Laws 2023, chapter 61, article 9, section 2, subdivision 18, is amended to read:

Subd. 18.

Grant Programs; Chemical Dependency Treatment Support Grants

Appropriations by Fund
General 54,691,000 5,342,000
Lottery Prize 1,733,000 1,733,000

(a) Culturally Specific Recovery Community Organization Start-Up Grants. $4,000,000 in fiscal year 2024 is for culturally specific recovery community organization start-up grants. Notwithstanding Minnesota Statutes, section 16A.28, this appropriation is available until June 30, 2027. This is a onetime appropriation.
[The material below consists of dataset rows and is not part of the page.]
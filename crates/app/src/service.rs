use chrono::Utc;

use catalog_core::{AggregateRoot, DomainResult, ProductId};
use catalog_infra::ProductRepository;
use catalog_products::Product;

use crate::dto::{ProductRequest, ProductResponse};
use crate::error::{ServiceError, ServiceResult};

/// Product catalog use cases on top of a [`ProductRepository`].
///
/// Every write follows the same shape: load the stored snapshot, derive a new
/// one through a domain operation, save it. Nothing is saved when the domain
/// rejects the change.
#[derive(Debug)]
pub struct ProductService<R> {
    repo: R,
}

impl<R: ProductRepository> ProductService<R> {
    pub fn new(repo: R) -> Self {
        Self { repo }
    }

    #[tracing::instrument(skip_all)]
    pub fn create_product(&self, request: ProductRequest) -> ServiceResult<ProductResponse> {
        check(&request)?;

        let product = request.apply_to(Product::builder()).build()?;
        let saved = self.repo.save(&product)?;

        tracing::info!(
            aggregate = Product::aggregate_type(),
            product_id = ?saved.id_typed(),
            title = saved.title(),
            "product created"
        );
        Ok(ProductResponse::from(&saved))
    }

    /// Replace the request-owned fields of a stored product.
    ///
    /// Id, view/sale counters, rating, `created_at` and `last_sold_at` are kept.
    #[tracing::instrument(skip_all, fields(product_id = %id))]
    pub fn update_product(
        &self,
        id: ProductId,
        request: ProductRequest,
    ) -> ServiceResult<ProductResponse> {
        let current = self.load(id)?;
        check(&request)?;

        let updated = request
            .apply_to(current.to_builder())
            .updated_at(Utc::now())
            .build()?;
        let saved = self.repo.save(&updated)?;

        tracing::info!("product updated");
        Ok(ProductResponse::from(&saved))
    }

    #[tracing::instrument(skip_all, fields(product_id = %id))]
    pub fn find_by_id(&self, id: ProductId) -> ServiceResult<Option<ProductResponse>> {
        let found = self.repo.find_by_id(id)?;
        tracing::debug!(found = found.is_some(), "find by id");
        Ok(found.map(ProductResponse::from))
    }

    #[tracing::instrument(skip(self))]
    pub fn find_by_title(&self, title: &str) -> ServiceResult<Option<ProductResponse>> {
        let found = self.repo.find_by_title(title)?;
        tracing::debug!(found = found.is_some(), "find by title");
        Ok(found.map(ProductResponse::from))
    }

    /// Keyword search over the catalog.
    ///
    /// `None` when the keyword is blank or nothing matches.
    #[tracing::instrument(skip(self))]
    pub fn search(&self, keyword: &str) -> ServiceResult<Option<Vec<ProductResponse>>> {
        let Some(keyword) = normalize_keyword(keyword) else {
            tracing::debug!("blank keyword");
            return Ok(None);
        };

        let hits = self.repo.find_by_keyword(&keyword)?;
        tracing::debug!(hits = hits.len(), "keyword search");
        if hits.is_empty() {
            return Ok(None);
        }
        Ok(Some(hits.iter().map(ProductResponse::from).collect()))
    }

    #[tracing::instrument(skip(self))]
    pub fn count_by_keyword(&self, keyword: &str) -> ServiceResult<usize> {
        match normalize_keyword(keyword) {
            Some(keyword) => Ok(self.repo.count_by_keyword(&keyword)?),
            None => Ok(0),
        }
    }

    #[tracing::instrument(skip(self))]
    pub fn list_all(&self) -> ServiceResult<Vec<ProductResponse>> {
        let all = self.repo.find_all()?;
        tracing::debug!(count = all.len(), "list all");
        Ok(all.iter().map(ProductResponse::from).collect())
    }

    #[tracing::instrument(skip(self))]
    pub fn count(&self) -> ServiceResult<usize> {
        Ok(self.repo.count()?)
    }

    #[tracing::instrument(skip_all, fields(product_id = %id))]
    pub fn record_view(&self, id: ProductId) -> ServiceResult<ProductResponse> {
        self.change(id, "view recorded", |p| p.record_view())
    }

    /// Sell `quantity` units: stock goes down by `quantity`, sales by one.
    #[tracing::instrument(skip_all, fields(product_id = %id, quantity = quantity))]
    pub fn record_sale(&self, id: ProductId, quantity: i64) -> ServiceResult<ProductResponse> {
        self.change(id, "sale recorded", |p| {
            p.reduce_stock(quantity)?.record_sale()
        })
    }

    #[tracing::instrument(skip_all, fields(product_id = %id, value = value))]
    pub fn rate(&self, id: ProductId, value: f64) -> ServiceResult<ProductResponse> {
        self.change(id, "rating added", |p| p.add_rating(value))
    }

    #[tracing::instrument(skip_all, fields(product_id = %id, amount = amount))]
    pub fn restock(&self, id: ProductId, amount: i64) -> ServiceResult<ProductResponse> {
        self.change(id, "stock added", |p| p.add_stock(amount))
    }

    #[tracing::instrument(skip_all, fields(product_id = %id))]
    pub fn pause(&self, id: ProductId) -> ServiceResult<ProductResponse> {
        self.change(id, "product paused", Product::pause_product)
    }

    #[tracing::instrument(skip_all, fields(product_id = %id))]
    pub fn activate(&self, id: ProductId) -> ServiceResult<ProductResponse> {
        self.change(id, "product activated", Product::activate_product)
    }

    #[tracing::instrument(skip_all, fields(product_id = %id))]
    pub fn close(&self, id: ProductId) -> ServiceResult<ProductResponse> {
        self.change(id, "product closed", Product::close_product)
    }

    #[tracing::instrument(skip_all, fields(product_id = %id))]
    pub fn delete(&self, id: ProductId) -> ServiceResult<()> {
        if !self.repo.delete_by_id(id)? {
            tracing::warn!("product not found");
            return Err(ServiceError::not_found(id));
        }
        tracing::info!("product deleted");
        Ok(())
    }

    fn load(&self, id: ProductId) -> ServiceResult<Product> {
        match self.repo.find_by_id(id)? {
            Some(product) => Ok(product),
            None => {
                tracing::warn!("product not found");
                Err(ServiceError::not_found(id))
            }
        }
    }

    fn change<F>(&self, id: ProductId, what: &'static str, op: F) -> ServiceResult<ProductResponse>
    where
        F: FnOnce(&Product) -> DomainResult<Product>,
    {
        let current = self.load(id)?;
        let next = op(&current).inspect_err(|e| {
            tracing::warn!(error = %e, "change rejected");
        })?;
        let saved = self.repo.save(&next)?;
        tracing::info!("{what}");
        Ok(ProductResponse::from(&saved))
    }
}

fn check(request: &ProductRequest) -> ServiceResult<()> {
    let violations = request.validate();
    if violations.is_empty() {
        return Ok(());
    }
    tracing::warn!(violations = violations.len(), "product request rejected");
    Err(ServiceError::Validation(violations))
}

fn normalize_keyword(keyword: &str) -> Option<String> {
    let keyword = keyword.trim();
    (!keyword.is_empty()).then(|| keyword.to_lowercase())
}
(b) Safe Recovery Sites. $14,537,000 in fiscal year 2024 is from the general fund for start-up and capacity-building grants for organizations to establish safe recovery sites. Notwithstanding Minnesota Statutes, section 16A.28, this appropriation is onetime and is available until June 30, 2029.

(c) Technical Assistance for Culturally Specific Organizations; Culturally Specific Services Grants. $4,000,000 in fiscal year 2024 is for grants to culturally specific providers for technical assistance navigating culturally specific and responsive substance use and recovery programs. Notwithstanding Minnesota Statutes, section 16A.28, this appropriation is available until June 30, 2027.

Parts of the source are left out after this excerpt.